11. Chance, Consent, and COVID-19.

     Ryan Doddy

This chapter addresses a puzzle about risk and consent, which lies at the heart of several ethical issues raised by the COVID-19 pandemic. The puzzle comes from Judith Jarvis Thomson (“Imposing Risks” 1985). Thomson observes that in some cases in which one consents to a risk—like, for example, when one voluntarily plays the lottery—one has no grounds for complaint if the risk eventuates. But, in other cases—like, for example, when one chooses to walk through a neighborhood known to be replete with pickpockets—one does have grounds for complaint if the risk eventuates. What accounts for the difference? I survey several possible answers, all with relevance for the complex environment of risk presented by the pandemic. I then move to a closer study of how these answers bear on two model species of decision that might result in a COVID-19 infection. The first is quotidian: a person contracts COVID-19 as a result of deciding to go out and encounter other people during the pandemic. Under what circumstances does this person have grounds for complaint? Here, I consider Gerald Lang’s argument in favor of relaxing lockdown protocols. Lang contends that those who choose to go out and mingle socially are thereby consenting to the risks of contracting COVID-19 (“Costs and Risk Imposition” 2021); I consider the nature of this purported consent, and how it bears on the question of complaint. Then I move to the second model decision: the decision to participate in a human challenge trial, in which participants are deliberately exposed to COVID-19. I ask how volunteers might consent to the health risks of being exposed to COVID-19, and examine how consent offered in the context of a challenge trial might interact with solutions to Thomson’s dilemma (Nir Eyal, “Why Challenge Trials of SARS‐CoV‐2 Vaccines Could Be Ethical Despite Risk of Severe Adverse Events” 2020).

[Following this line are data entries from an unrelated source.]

impl Pipeline {
    /// Build a pipeline from an ordered interceptor list (outermost first).
    pub fn new(
        config: PipelineConfig,
        transport: Arc<dyn HttpTransport>,
        interceptors: Vec<Arc<dyn Interceptor>>,
    ) -> Self {
        let pipeline = Self {
            inner: Arc::new(PipelineInner {
                config,
                transport,
                chain: InterceptorChain::new(interceptors),
            }),
        };
        pipeline.inner.chain.attach(&pipeline.handle());
        pipeline
    }

    /// Build a pipeline with the standard stack
    /// `[BaseUrl, Auth, Normalize, Resilience]`.
    ///
    /// The resilience stage is innermost so it sees raw transport outcomes;
    /// normalization runs on the way out before auth inspects rejections.
    pub fn standard(
        config: PipelineConfig,
        transport: Arc<dyn HttpTransport>,
        state: &SharedState,
        auth: AuthConfig,
        resilience: ResilienceConfig,
    ) -> Self {
        let interceptors: Vec<Arc<dyn Interceptor>> = vec![
            Arc::new(BaseUrlInterceptor::new(
                state.base_url.clone(),
                config.api_prefix.clone(),
            )),
            Arc::new(AuthInterceptor::new(state.session.clone(), auth)),
            Arc::new(NormalizeInterceptor::new()),
            Arc::new(ResilienceInterceptor::new(
                state.connectivity.clone(),
                resilience,
            )),
        ];
        Self::new(config, transport, interceptors)
    }

    pub(super) fn from_inner(inner: Arc<PipelineInner>) -> Self {
        Self { inner }
    }

    /// Weak handle for interceptors.
    pub fn handle(&self) -> PipelineHandle {
        PipelineHandle::new(Arc::downgrade(&self.inner))
    }

    /// Pipeline configuration.
    pub fn config(&self) -> &PipelineConfig {
        &self.inner.config
    }

    /// The interceptor chain.
    pub fn chain(&self) -> &InterceptorChain {
        &self.inner.chain
    }

    /// Run a request through the chain and the transport.
    pub async fn request(
        &self,
        request: RequestDescriptor,
    ) -> Result<ResponseEnvelope, PipelineError> {
        let outcome = match self.inner.chain.run_request(request).await {
            Ok(request) => self.dispatch(request).await,
            Err(error) => Err(error),
        };
        self.inner.chain.run_response(outcome).await
    }

    async fn dispatch(
        &self,
        mut request: RequestDescriptor,
    ) -> Result<ResponseEnvelope, PipelineError> {
        let config = &self.inner.config;
        for name in config.default_headers.keys() {
            if !request.headers.contains_key(name) {
                for value in config.default_headers.get_all(name) {
                    request.headers.append(name.clone(), value.clone());
                }
            }
        }
        if request.timeout.is_none() {
            request.timeout = Some(config.timeout);
        }

        debug!(
            method = %request.method,
            url = %request.full_url(),
            retry_count = request.retry_count,
            "dispatching request"
        );

        let response = self.inner.transport.send(request).await?;
        if (config.validate_status)(response.status) {
            Ok(response)
        } else {
            Err(PipelineError::Status {
                response: Box::new(response),
            })
        }
    }

    /// GET `url`.
    pub async fn get(&self, url: impl Into<String>) -> Result<ResponseEnvelope, PipelineError> {
        self.request(RequestDescriptor::new(Method::GET, url)).await
    }

    /// POST `body` to `url`.
    pub async fn post(
        &self,
        url: impl Into<String>,
        body: Value,
    ) -> Result<ResponseEnvelope, PipelineError> {
        self.request(RequestDescriptor::new(Method::POST, url).with_json(body))
            .await
    }

    /// PUT `body` to `url`.
    pub async fn put(
        &self,
        url: impl Into<String>,
        body: Value,
    ) -> Result<ResponseEnvelope, PipelineError> {
        self.request(RequestDescriptor::new(Method::PUT, url).with_json(body))
            .await
    }

    /// PATCH `url` with `body`.
    pub async fn patch(
        &self,
        url: impl Into<String>,
        body: Value,
    ) -> Result<ResponseEnvelope, PipelineError> {
        self.request(RequestDescriptor::new(Method::PATCH, url).with_json(body))
            .await
    }

    /// DELETE `url`.
    pub async fn delete(
        &self,
        url: impl Into<String>,
    ) -> Result<ResponseEnvelope, PipelineError> {
        self.request(RequestDescriptor::new(Method::DELETE, url))
            .await
    }

    /// HEAD `url`.
    pub async fn head(&self, url: impl Into<String>) -> Result<ResponseEnvelope, PipelineError> {
        self.request(RequestDescriptor::new(Method::HEAD, url)).await
    }
}
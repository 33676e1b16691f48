//! URL path joining.

use url::Url;

/// Join two path segments with exactly one `/` between them.
///
/// An empty side yields the other side unchanged.
pub fn join_path(left: &str, right: &str) -> String {
    if right.is_empty() {
        return left.to_string();
    }
    if left.is_empty() {
        return right.to_string();
    }

    let left = left.trim_end_matches('/');
    let right = right.trim_start_matches('/');
    let mut joined = String::with_capacity(left.len() + right.len() + 1);
    joined.push_str(left);
    joined.push('/');
    joined.push_str(right);
    joined
}

/// Join any number of segments, skipping empty ones.
pub fn join_paths<'a>(segments: impl IntoIterator<Item = &'a str>) -> String {
    segments
        .into_iter()
        .fold(String::new(), |acc, segment| join_path(&acc, segment))
}

/// Whether `url` carries its own scheme and host.
///
/// `host:port/path` style strings without a scheme are treated as relative.
pub fn is_absolute_url(url: &str) -> bool {
    Url::parse(url).is_ok_and(|url| url.has_host())
}

#[cfg(test)]
mod tests {
    use super::*;

    #[test]
    fn test_join_removes_double_separator() {
        assert_eq!(join_path("a/", "/b"), "a/b");
    }

    #[test]
    fn test_join_inserts_separator() {
        assert_eq!(join_path("a", "b"), "a/b");
    }

    #[test]
    fn test_join_empty_right() {
        assert_eq!(join_path("a", ""), "a");
        assert_eq!(join_path("", "b"), "b");
    }

    #[test]
    fn test_join_keeps_scheme() {
        assert_eq!(
            join_path("https://cloud.example.com/", "/api/v1"),
            "https://cloud.example.com/api/v1"
        );
    }

    #[test]
    fn test_join_paths() {
        assert_eq!(
            join_paths(["https://host", "api/v1/", "", "/devices"]),
            "https://host/api/v1/devices"
        );
    }

    #[test]
    fn test_absolute_url() {
        assert!(is_absolute_url("https://host/x"));
        assert!(is_absolute_url("wss://host/socket"));
        assert!(!is_absolute_url("/devices"));
        assert!(!is_absolute_url("devices/1"));
        assert!(!is_absolute_url("localhost:8080/x"));
    }
}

12. COVID-19 and the Social Contract. 

      Peter Anstey 

This chapter examines different responses to the restrictions that have been put on our civil liberties in the wake of the Covid-19 pandemic. Three types of response are analysed: those of the conspiracy theorist, those of the social dissenter, and those of what David Hume called the sensible knave. It is argued that these three responses are motivated by vastly different reasons, and that while we will always have these three forms of social protest amongst us, during a pandemic, the conspiracy theorist and the dissenter present far less of a threat than the sensible knave. If we accept that political obligation rests on some form of social contract, the conspiracy theorist can be seen as rejecting the civil authority’s evaluation of evidence and its implications; their problem is at root epistemological. The dissenter can be seen as protesting the authority’s management of civil liberties; their protest is about changes to the terms of the social contract. The sensible knave, however, has no objection to the evidence or to the manner in which the civil authority sets the relative weightings of individual liberties and community needs. Indeed, the sensible knave might even regard the reduction of civil liberties as opening up a rich array of new opportunities. Yet of the three “disobedients” it is the sensible knave who poses the greatest risk to society in a pandemic.